There was my old college roommate and his wife who drove many miles to get there, my sister and nephew who drove even farther, someone I was in a Bible study group with in college, more than one from our Catch list, the daughter of a family that hosted a Bible study for me 40 years ago, a retired flight attendant co-worker of my wife’s, someone who was a camper when I was on staff at Mt Hermon, a woman who credited one of my books as being influential in turning her husband around and saving their marriage, someone who was in a Sunday School class I taught in 1968, the husband of the woman who credited one of my books as being influential in turning him around and saving their marriage (they each came to me separately with the same story), the Chaplain of the Stanford football team and his wife at whose wedding I performed years ago, a pastor who was a fellow intern with me in 1972, a woman who told me her husband heard me sing “Roses on Wednesday” in the early 1980s and hasn’t missed a Wednesday since, and a guy in a bomber jacket who just stood back and watched, smiling, as I greeted all these people, then hugged me without a word and walked off with wet eyes.

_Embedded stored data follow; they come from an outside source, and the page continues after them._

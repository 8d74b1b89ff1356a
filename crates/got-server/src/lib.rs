//! HTTP/JSON server for the Game of Thrones network dashboard.
//!
//! Each dashboard tab opens a session, then posts UI events to it; every
//! response carries the projected display graph and its summary table.

pub mod config;
pub mod dispatch;
pub mod error;
pub mod handlers;
pub mod router;
pub mod schema;
pub mod sessions;
pub mod state;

The standout in all this was how varied these people were, and yet how ordinary the situations that bound us together. A wedding, a Bible study, a Sunday school class, a camp, a college roommate – people and events that we all share, and yet many of these people I hadn’t met or communicated with in years.
My guess is that many of you have people like this you don’t know about – people whose lives you have touched without knowing it, or if you once did, you have long forgotten it. Just as well, because this is not to dwell on, but to draw encouragement from. Probably there are people right now who would stand up and thank you if they were given the chance. Way to go!